In reality, gnosis is essentially the path of
the intellect and hence of intellection; the driving force of this path is
above all intelligence, and not will and sentiment as is the case in the
Semitic monotheistic mysticisms, including average Sufism. Gnosis is
characterized by its recourse to pure metaphysics: the distinction between
Atma and Maya and the consciousness of the potential identity
between the human subject, jivatma, and the Divine Subject,
Paramatma. The path comprises on the one hand "comprehension," and on the
other "concentration"; hence doctrine and method. The modalities of the latter
are quite diverse: in particular, there is on the one hand the mantra,
the evocative and transforming formula, and on the other hand, the yantra,
the visual symbol. The path is the passage from potentiality to virtuality,
and from virtuality to actuality, its summit being the state of the one
"delivered in this life," the jivan-mukta.
As for Gnosticism, whether it arises in a
Christian, Moslem or other climate, it is a fabric of more or less disordered
speculations, often of Manichean origin; and it is a mythomania characterizd
by a dangerous mixture of exoteric and esoteric concepts. Doubtless it
contains symbolisms that are not without interest — the contrary would be
astonishing — but it is said that "the road to hell is paved with good
intentions"; it could just as well be said that it is paved with symbolisms.

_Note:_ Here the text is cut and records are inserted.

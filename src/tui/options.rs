/// Orientation of the list relative to the query field
#[derive(Default, Debug, Clone, Copy, PartialEq, Eq)]
pub enum TuiLayout {
    /// Query on top, first match right below it
    #[default]
    Forward,
    /// Query at the bottom, first match right above it
    Reverse,
}

impl TuiLayout {
    /// Layout matching the `reverse` flag
    pub fn from_reverse(reverse: bool) -> Self {
        if reverse { Self::Reverse } else { Self::Forward }
    }

    /// Whether index 0 is drawn at the bottom
    pub fn is_reverse(self) -> bool {
        self == Self::Reverse
    }
}
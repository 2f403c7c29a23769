//! Fuzzy matching algorithm based on fzy by John Hawthorn.
//! https://github.com/jhawthorn/fzy
//!
//! Fuzzy matching is treated as a modified edit-distance problem solved with
//! two DP matrices:
//! - `M[i][j]`: the best possible score using the first `i` chars of the needle
//!   and the first `j` chars of the haystack.
//! - `D[i][j]`: the best score that *ends with a match* at position `(i, j)`.
//!
//! Keeping them apart gives affine gap penalties (a constant cost to open a gap
//! and a linear cost for extending it) and a bonus for consecutive matches.
//!
//! # Example:
//! ```
//! use sift::fuzzy_matcher::FuzzyMatcher;
//! use sift::fuzzy_matcher::fzy::FzyMatcher;
//!
//! let matcher = FzyMatcher::default();
//!
//! assert_eq!(None, matcher.fuzzy_match("abc", "abx"));
//! assert!(matcher.fuzzy_match("axbycz", "abc").is_some());
//!
//! let (_score, indices) = matcher.fuzzy_indices("axbycz", "abc").unwrap();
//! assert_eq!(indices, [0, 2, 4]);
//! ```

use std::cell::RefCell;

use thread_local::ThreadLocal;

use crate::fuzzy_matcher::util::{cheap_matches, fold_case};
use crate::fuzzy_matcher::{FuzzyMatcher, IndexType, MatchIndices, ScoreType};

// fzy scores are f64, converted to i64 at the boundary by scaling.
const SCORE_MIN: f64 = f64::NEG_INFINITY;
const SCORE_MAX: f64 = f64::INFINITY;

const SCORE_GAP_LEADING: f64 = -0.005;
const SCORE_GAP_TRAILING: f64 = -0.005;
const SCORE_GAP_INNER: f64 = -0.01;

const SCORE_MATCH_CONSECUTIVE: f64 = 1.0;
const SCORE_MATCH_SLASH: f64 = 0.9;
const SCORE_MATCH_WORD: f64 = 0.8;
const SCORE_MATCH_CAPITAL: f64 = 0.7;
const SCORE_MATCH_DOT: f64 = 0.6;

/// Haystacks longer than this are not scored. They still match, with the
/// greedy positions and the lowest score.
const MATCH_MAX_LEN: usize = 1024;

/// Bonus for matching `ch` when the previous haystack char is `prev_ch`.
#[inline]
fn compute_bonus(prev_ch: char, ch: char) -> f64 {
    if !ch.is_alphanumeric() {
        return 0.0;
    }
    match prev_ch {
        '/' => SCORE_MATCH_SLASH,
        '-' | '_' | ' ' => SCORE_MATCH_WORD,
        '.' => SCORE_MATCH_DOT,
        p if ch.is_uppercase() && p.is_lowercase() => SCORE_MATCH_CAPITAL,
        _ => 0.0,
    }
}

fn precompute_bonus(haystack: &[char]) -> Vec<f64> {
    // start-of-string counts as following a path separator
    let mut prev = '/';
    haystack
        .iter()
        .map(|&ch| {
            let bonus = compute_bonus(prev, ch);
            prev = ch;
            bonus
        })
        .collect()
}

/// Row-major n×m matrix.
struct Matrix {
    cols: usize,
    data: Vec<f64>,
}

impl Matrix {
    fn new(rows: usize, cols: usize) -> Self {
        Self {
            cols,
            data: vec![SCORE_MIN; rows * cols],
        }
    }
    #[inline]
    fn get(&self, i: usize, j: usize) -> f64 {
        self.data[i * self.cols + j]
    }
    #[inline]
    fn set(&mut self, i: usize, j: usize, value: f64) {
        self.data[i * self.cols + j] = value;
    }
}

/// Scores `needle` against `haystack` (both already case-folded except for the
/// bonus computation) and fills `positions` with the optimal match positions.
///
/// The caller guarantees `needle` is a non-empty subsequence of `haystack`.
fn fzy_score(needle: &[char], haystack: &[char], positions: &mut Vec<IndexType>) -> f64 {
    let n = needle.len();
    let m = haystack.len();

    if n == m {
        positions.clear();
        positions.extend(0..n);
        return SCORE_MAX;
    }

    let lower_needle: Vec<char> = needle.iter().copied().map(fold_case).collect();
    let lower_haystack: Vec<char> = haystack.iter().copied().map(fold_case).collect();
    let match_bonus = precompute_bonus(haystack);

    let mut d = Matrix::new(n, m);
    let mut best = Matrix::new(n, m);

    for i in 0..n {
        let mut prev_score = SCORE_MIN;
        let gap_score = if i == n - 1 { SCORE_GAP_TRAILING } else { SCORE_GAP_INNER };

        for j in 0..m {
            if lower_needle[i] == lower_haystack[j] {
                let score = if i == 0 {
                    (j as f64) * SCORE_GAP_LEADING + match_bonus[j]
                } else if j > 0 {
                    f64::max(
                        best.get(i - 1, j - 1) + match_bonus[j],
                        d.get(i - 1, j - 1) + SCORE_MATCH_CONSECUTIVE,
                    )
                } else {
                    SCORE_MIN
                };
                d.set(i, j, score);
                prev_score = f64::max(score, prev_score + gap_score);
            } else {
                prev_score += gap_score;
            }
            best.set(i, j, prev_score);
        }
    }

    // Backtrace: walk the needle from its last char, preferring the rightmost
    // position that achieves the best score unless a consecutive run forces it.
    positions.clear();
    positions.resize(n, 0);
    let mut match_required = false;
    let mut j = m;
    for i in (0..n).rev() {
        while j > 0 {
            j -= 1;
            let dij = d.get(i, j);
            if dij != SCORE_MIN && (match_required || dij == best.get(i, j)) {
                match_required = i > 0 && j > 0 && best.get(i, j) == d.get(i - 1, j - 1) + SCORE_MATCH_CONSECUTIVE;
                positions[i] = j;
                break;
            }
        }
    }

    best.get(n - 1, m - 1)
}

/// Converts an fzy score to sift's i64 score space, keeping three decimals.
#[inline]
fn to_score(score: f64) -> ScoreType {
    if score == SCORE_MAX {
        i64::MAX / 2
    } else if score == SCORE_MIN || score.is_nan() {
        i64::MIN / 2
    } else {
        (score * 1000.0) as ScoreType
    }
}

/// Case-insensitive fuzzy matcher using the fzy algorithm.
#[derive(Debug, Default)]
pub struct FzyMatcher {
    c_cache: ThreadLocal<RefCell<Vec<char>>>,
    p_cache: ThreadLocal<RefCell<Vec<char>>>,
}

impl FuzzyMatcher for FzyMatcher {
    fn fuzzy_indices(&self, choice: &str, pattern: &str) -> Option<(ScoreType, MatchIndices)> {
        let mut choice_chars = self.c_cache.get_or(|| RefCell::new(Vec::new())).borrow_mut();
        let mut pattern_chars = self.p_cache.get_or(|| RefCell::new(Vec::new())).borrow_mut();

        choice_chars.clear();
        choice_chars.extend(choice.chars());
        pattern_chars.clear();
        pattern_chars.extend(pattern.chars());

        if pattern_chars.is_empty() {
            return None;
        }

        let greedy = cheap_matches(&choice_chars, &pattern_chars)?;
        if choice_chars.len() > MATCH_MAX_LEN {
            return Some((to_score(SCORE_MIN), greedy));
        }

        let mut positions = Vec::with_capacity(pattern_chars.len());
        let score = fzy_score(&pattern_chars, &choice_chars, &mut positions);
        Some((to_score(score), positions))
    }
}

/// Fuzzy match `choice` against `pattern`, returning the score and matched
/// character indices.
pub fn fuzzy_indices(choice: &str, pattern: &str) -> Option<(ScoreType, MatchIndices)> {
    FzyMatcher::default().fuzzy_indices(choice, pattern)
}

/// Fuzzy match `choice` against `pattern`, returning only the score.
pub fn fuzzy_match(choice: &str, pattern: &str) -> Option<ScoreType> {
    FzyMatcher::default().fuzzy_match(choice, pattern)
}
extern crate clap;
extern crate env_logger;
#[macro_use]
extern crate log;
extern crate shlex;
extern crate sift;

use std::env;
use std::io::{BufReader, IsTerminal, Write};

use clap::Parser;
use color_eyre::eyre::Result;
use sift::prelude::*;

//------------------------------------------------------------------------------
fn main() {
    env_logger::builder().format_timestamp_nanos().init();
    if let Err(err) = color_eyre::install() {
        error!("failed to install the error reporter: {err}");
    }

    match real_main() {
        Ok(exit_code) => std::process::exit(exit_code),
        Err(err) => {
            // if downstream pipe is closed, exit silently
            if err
                .downcast_ref::<std::io::Error>()
                .is_some_and(|e| e.kind() == std::io::ErrorKind::BrokenPipe)
            {
                std::process::exit(0)
            }
            eprintln!("{err:?}");
            std::process::exit(2)
        }
    }
}

fn parse_args() -> FilterOptions {
    let mut args = Vec::new();

    args.push(env::args().next().unwrap_or_else(|| String::from("sift")));
    args.extend(
        env::var("SIFT_DEFAULT_OPTIONS")
            .ok()
            .and_then(|val| shlex::split(&val))
            .unwrap_or_default(),
    );
    args.extend(env::args().skip(1));

    FilterOptions::parse_from(args).build()
}

fn real_main() -> Result<i32> {
    let opts = parse_args();
    let output_ending = if opts.print0 { "\0" } else { "\n" };
    let print_query = opts.print_query;

    //------------------------------------------------------------------------------
    // candidates come from the pipe only
    let stdin = std::io::stdin();
    let candidates = if stdin.is_terminal() {
        debug!("stdin is a terminal, no candidates");
        Vec::new()
    } else {
        read_candidates(BufReader::new(stdin.lock()), ReaderOption::default().read0(opts.read0))?
    };

    let output = Filter::run_with(opts, candidates)?;

    //------------------------------------------------------------------------------
    // output
    if output.outcome.is_abort() {
        return Ok(output.outcome.exit_code());
    }

    let mut stdout = std::io::stdout().lock();
    if print_query {
        write!(stdout, "{}{}", output.query, output_ending)?;
    }
    for item in output.outcome.selected() {
        write!(stdout, "{item}{output_ending}")?;
    }
    stdout.flush()?;

    Ok(output.outcome.exit_code())
}
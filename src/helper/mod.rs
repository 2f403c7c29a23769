//! Helper macros.

#[macro_use]
pub mod macros;
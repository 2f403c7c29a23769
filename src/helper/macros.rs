/// Match on a key, producing `Some(variant)` for every variant of an enum.
///
/// Every variant of the target enum must appear in at least one arm: adding a
/// variant without teaching the parser about it is a compile error, checked
/// with `assert_enum_variants!`. The variants are brought into scope, so arms
/// name them bare.
///
/// ```rust
/// use sift::exhaustive_match;
///
/// #[derive(Debug, PartialEq)]
/// enum Mode { Fuzzy, Exact }
///
/// fn parse(name: &str) -> Option<Mode> {
///     exhaustive_match! {
///         name => Option<Mode>;
///         {
///             "fuzzy" | "fz" => Some(Fuzzy),
///             "exact" => Some(Exact),
///         }
///         default _ => None
///     }
/// }
///
/// assert_eq!(parse("fz"), Some(Mode::Fuzzy));
/// assert_eq!(parse("regex"), None);
/// ```
#[macro_export]
macro_rules! exhaustive_match {
    (
        $expr:expr => Option<$return_ty:ty>;
        {
            $($pattern:pat => Some($variant:ident $($rest:tt)*)),+ $(,)?
        }
        default $default_pattern:pat => $default:expr
    ) => {{
        use $return_ty::*;
        ::assert_enum_variants::assert_enum_variants!($return_ty, { $($variant),+ });

        match $expr {
            $($pattern => Some($variant $($rest)*),)+
            $default_pattern => $default
        }
    }};
}
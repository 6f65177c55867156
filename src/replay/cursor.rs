//! Replay Cursor
//!
//! Piecewise-constant resampling of an irregularly sampled sequence. Each call
//! to [`ReplayCursor::advance`] moves the virtual playback clock forward and
//! returns the most recent sample whose timestamp has been reached.
//!
//! Past the last sample the cursor waits `max_gap` (an inferred trailing gap)
//! and then wraps to the first sample. On every wrap the whole sequence is
//! re-based forward by `span + max_gap`, so playback timestamps keep increasing
//! across any number of loops.

use std::fmt;

use tracing::{debug, warn};

use super::clock::{format_timestamp, secs_to_nanos, Nanos, PlaybackClock};
use super::sample::{Metric, TraceSequence};

/// Value returned for one step of playback.
#[derive(Debug, Clone, Copy, PartialEq)]
pub struct ReplaySample {
    pub value: f64,
    /// Virtual playback time after the step.
    pub playback_timestamp: Nanos,
    /// Original recording time of the returned sample.
    pub absolute_timestamp: Nanos,
}

/// Errors raised by cursor construction or stepping.
#[derive(Debug, Clone, PartialEq)]
pub enum CursorError {
    /// Elapsed time was negative, NaN or infinite.
    InvalidStep(f64),
    /// `span + max_gap` is zero, so playback could never leave the first sample.
    ZeroPeriod(Metric),
    /// `max_gap` is so large that the first wrap would overflow the timestamp range.
    PeriodOverflow(Metric),
}

impl fmt::Display for CursorError {
    fn fmt(&self, f: &mut fmt::Formatter<'_>) -> fmt::Result {
        match self {
            Self::InvalidStep(secs) => write!(f, "invalid elapsed time: {} s", secs),
            Self::ZeroPeriod(metric) => write!(
                f,
                "{} sequence has zero replay period (no time span and max gap 0)",
                metric
            ),
            Self::PeriodOverflow(metric) => write!(
                f,
                "{} sequence cannot wrap: replay period overflows the timestamp range",
                metric
            ),
        }
    }
}

impl std::error::Error for CursorError {}

/// Stateful per-metric playback over a compacted sequence.
#[derive(Debug, Clone)]
pub struct ReplayCursor {
    metric: Metric,
    sequence: TraceSequence,
    index: usize,
    clock: PlaybackClock,
    max_gap: Nanos,
    wraps: u64,
}

impl ReplayCursor {
    /// Start at the first sample, with playback time equal to its timestamp.
    pub fn new(metric: Metric, sequence: TraceSequence, max_gap: Nanos) -> Result<Self, CursorError> {
        let period = sequence
            .span()
            .checked_add(max_gap)
            .ok_or(CursorError::PeriodOverflow(metric))?;
        if period <= 0 {
            return Err(CursorError::ZeroPeriod(metric));
        }
        if sequence.last().timestamp.checked_add(period).is_none() {
            return Err(CursorError::PeriodOverflow(metric));
        }
        let clock = PlaybackClock::new(sequence.first().timestamp);
        Ok(Self {
            metric,
            sequence,
            index: 0,
            clock,
            max_gap,
            wraps: 0,
        })
    }

    /// Advance playback by `seconds` and return the current sample.
    pub fn advance(&mut self, seconds: f64) -> Result<ReplaySample, CursorError> {
        let delta = secs_to_nanos(seconds).ok_or(CursorError::InvalidStep(seconds))?;
        Ok(self.advance_nanos(delta))
    }

    /// Advance playback by `delta` nanoseconds. Cost is linear in samples skipped.
    pub fn advance_nanos(&mut self, delta: Nanos) -> ReplaySample {
        let target = self.clock.peek(delta.max(0));

        while target >= self.next_timestamp() {
            let next = (self.index + 1) % self.sequence.len();
            // Hold the last sample once timestamps can no longer be re-based
            if next == 0 && !self.rebase() {
                break;
            }
            self.index = next;
        }

        self.clock.advance_by(delta.max(0));

        let sample = &self.sequence.samples()[self.index];
        ReplaySample {
            value: sample.value,
            playback_timestamp: self.clock.now(),
            absolute_timestamp: sample.absolute_timestamp,
        }
    }

    /// Timestamp at which the cursor moves past the current sample.
    fn next_timestamp(&self) -> Nanos {
        match self.sequence.get(self.index + 1) {
            Some(next) => next.timestamp,
            None => self.sequence.last().timestamp.saturating_add(self.max_gap),
        }
    }

    /// Playback length of one loop of the sequence.
    pub fn period(&self) -> Nanos {
        self.sequence.span().saturating_add(self.max_gap)
    }

    /// Shift the sequence one period forward. Returns false, leaving it in
    /// place, when the shifted timestamps would overflow.
    fn rebase(&mut self) -> bool {
        let period = self.period();
        if self.sequence.last().timestamp.checked_add(period).is_none() {
            warn!(
                "{} cursor cannot wrap past {}; holding last sample",
                self.metric,
                format_timestamp(self.sequence.last().timestamp)
            );
            return false;
        }
        self.sequence.shift_forward(period);
        self.wraps += 1;

        debug!(
            "{} cursor wrapped (loop {}), sequence now starts at {}",
            self.metric,
            self.wraps,
            format_timestamp(self.sequence.first().timestamp)
        );
        true
    }

    pub fn metric(&self) -> Metric {
        self.metric
    }

    pub fn index(&self) -> usize {
        self.index
    }

    pub fn playback_timestamp(&self) -> Nanos {
        self.clock.now()
    }

    /// Number of times playback has looped back to the first sample.
    pub fn wraps(&self) -> u64 {
        self.wraps
    }

    pub fn max_gap(&self) -> Nanos {
        self.max_gap
    }

    /// The sequence with its current (possibly re-based) timestamps.
    pub fn sequence(&self) -> &TraceSequence {
        &self.sequence
    }
}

It may be remarked, perhaps, that in gnosis
as well as in Gnosticism, "illumination" plays a preponderant role; but this
is to confuse "illumination" with intellection, or
the latter with the former; whereas in reality intellection is active, and
illumination, passive, whatever the level of experiences involved. This is not
to say that the phenomenon of illumination does not arise in the climate of
gnosis; it does so necessarily, but not by way of method or as a point of
reference. An analogous remark could be made regarding hermeneutics, that is,
the interpretation of sacred scriptures; no doubt commentary on the scriptures
is practiced in the climate of gnosis — for example, it goes without saying
that the Upanishads have been explicated — but this is quite different from
the far-removed and unverifiable interpretation of scriptural formulas whose
literal meanings do not at all indicate what the mystical exegetes try to draw
from them — with the aid of "illumination," precisely.(1)
It is true that the word "illumination" can
have a superior meaning, in which case it no longer designates a passive
phenomenon; unitive and liberating illumination is beyond the distinction
between passivity and activity. Or more exactly, illumination is the Divine
Activity in us, but for that very reason it also possesses an aspect of
supreme Passivity in the sense that it coincides with the "extinction" of the
passional and dark elements separating man from his immanent Divine Essence;
this extinction constitutes receptivity to the Influx of Heaven — without
losing sight of the fact that the Divine Order comprises a "Passive
Perfection" as well as an "Active Perfection," and that the human spirit must
in the final analysis participate in both mysteries.
In gnosis, there is first of all the
intellective knowledge of the Absolute — not merely of the "personal God" —
and then self-knowledge; for one cannot know the Divine Order without knowing
oneself. "Know thyself," says the inscription over the portal of the
initiatory temple at Delphi; and "the Kingdom of God is within you."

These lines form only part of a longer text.